3.4. Eisers hebben niet aannemelijk gemaakt dat de Minister bij voormelde belangenafweging onmiskenbaar onrechtmatig heeft gehandeld. Weliswaar zijn de belangen van eisers geenszins te verwaarlozen, maar niet gezegd kan worden dat gedaagde niet in redelijkheid heeft kunnen besluiten om het belang van het voorkomen van het uitbreken van vogelpest het zwaarst te laten wegen. Eisers hebben weliswaar aangevoerd dat andere deskundigen ernstige twijfel hebben omtrent de noodzaak tot het instellen van een ophokplicht, maar zij hebben onvoldoende onderbouwd dat de Minister niet op het advies had mogen afgaan. Zij hebben voorts niet betwist dat de Europese commissie heeft aangegeven een algemene ophokplicht voor de gehele Unie disproportioneel te vinden en dat deze uitspraak niet specifiek betrekking had op de Nederlandse situatie, zoals door gedaagde is aangevoerd. Evenmin is gebleken dat de Minister alternatieven ten dienste staan die een vergelijkbare bescherming tegen het uitbreken van de vogelpest waarborgen. Gedaagde heeft overigens ter zitting de problemen van eisers onderkend en hij heeft een wijziging van de Tijdelijke regeling aangekondigd die op korte termijn zal worden doorgevoerd.

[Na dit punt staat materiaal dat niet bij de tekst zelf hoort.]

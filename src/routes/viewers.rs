// SPDX-License-Identifier: MIT
// Copyright 2026 Roland Dreier <roland@rolandd.dev>

//! Viewer graph routes: granting access and finding people.

use crate::error::{AppError, Result};
use crate::middleware::auth::AuthUser;
use crate::services::viewer_graph::normalize_id;
use crate::services::SubjectSummary;
use crate::AppState;
use axum::{
    extract::{rejection::JsonRejection, Query, State},
    routing::{get, post},
    Extension, Json, Router,
};
use serde::{Deserialize, Serialize};
use std::sync::Arc;
#[cfg(feature = "binding-generation")]
use ts_rs::TS;

const DEFAULT_SEARCH_LIMIT: usize = 10;

/// Viewer routes (require authentication via JWT).
pub fn routes() -> Router<Arc<AppState>> {
    Router::new()
        .route("/api/viewers", post(grant_viewer))
        .route("/api/viewers/viewable", get(list_viewable))
        .route("/api/users/search", get(search_users))
}

#[derive(Debug, Deserialize)]
#[serde(rename_all = "camelCase")]
struct GrantRequest {
    /// Must be the caller when present
    subject_username: Option<String>,
    authorized_user_email: Option<String>,
}

#[derive(Serialize)]
#[cfg_attr(feature = "binding-generation", derive(TS))]
#[cfg_attr(
    feature = "binding-generation",
    ts(export, export_to = "web/src/lib/generated/")
)]
pub struct GrantResponse {
    pub message: String,
}

/// Let another user view the caller's sessions.
async fn grant_viewer(
    State(state): State<Arc<AppState>>,
    Extension(user): Extension<AuthUser>,
    body: std::result::Result<Json<GrantRequest>, JsonRejection>,
) -> Result<Json<GrantResponse>> {
    let Json(body) = body?;
    if let Some(subject) = body.subject_username.as_deref() {
        if normalize_id(subject) != user.username {
            return Err(AppError::Forbidden(
                "❌ You can only share your own sessions".to_string(),
            ));
        }
    }

    let candidate = body
        .authorized_user_email
        .as_deref()
        .map(str::trim)
        .filter(|e| !e.is_empty())
        .ok_or_else(|| AppError::Validation("❌ authorizedUserEmail is required".to_string()))?;

    let result = state.graph.grant_access(&user.username, candidate).await?;
    Ok(Json(GrantResponse {
        message: result.message,
    }))
}

#[derive(Debug, Deserialize)]
struct ViewableQuery {
    q: Option<String>,
}

#[derive(Serialize)]
#[cfg_attr(feature = "binding-generation", derive(TS))]
#[cfg_attr(
    feature = "binding-generation",
    ts(export, export_to = "web/src/lib/generated/")
)]
pub struct ViewableResponse {
    pub subjects: Vec<SubjectSummary>,
}

async fn list_viewable(
    State(state): State<Arc<AppState>>,
    Extension(user): Extension<AuthUser>,
    Query(params): Query<ViewableQuery>,
) -> Result<Json<ViewableResponse>> {
    let subjects = state
        .graph
        .list_viewable_subjects(&user.username, params.q.as_deref())
        .await?;
    Ok(Json(ViewableResponse { subjects }))
}

#[derive(Debug, Deserialize)]
struct SearchQuery {
    q: Option<String>,
    limit: Option<usize>,
}

#[derive(Serialize)]
pub struct SearchResponse {
    pub results: Vec<String>,
}

async fn search_users(
    State(state): State<Arc<AppState>>,
    Extension(user): Extension<AuthUser>,
    Query(params): Query<SearchQuery>,
) -> Result<Json<SearchResponse>> {
    let results = state
        .graph
        .search_users(
            &user.username,
            params.q.as_deref().unwrap_or_default(),
            params.limit.unwrap_or(DEFAULT_SEARCH_LIMIT),
        )
        .await?;
    Ok(Json(SearchResponse { results }))
}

3.5. Dat het besluit eisers dwingt tot overtreding van Europese regels is niet gebleken. Eisers hebben ter zitting erkend dat de zogenaamde Freiland- en biologische eieren nog steeds als zodanig mogen worden verkocht, ook al kan tijdelijk niet worden voldaan aan het voorschrift van een vrije uitloop van pluimvee in de open lucht.
3.6. Het voorgaande leidt tot de conclusie dat de subsidiaire vordering eveneens zal worden afgewezen.
Eisers zullen, als de in het ongelijk gestelde partij, worden veroordeeld in de kosten van dit geding.
4. De beslissing
De voorzieningenrechter:
wijst het gevorderde af;
veroordeelt eisers in de kosten van dit geding, tot dusverre aan de zijde van gedaagde begroot op € 1.060 ,--, waarvan € 816,-- aan salaris procureur en € 244,-- aan griffierecht.
Dit vonnis is gewezen door mr. R.J. Paris en uitgesproken ter openbare zitting van 29 september 2005 in tegenwoordigheid van de griffier.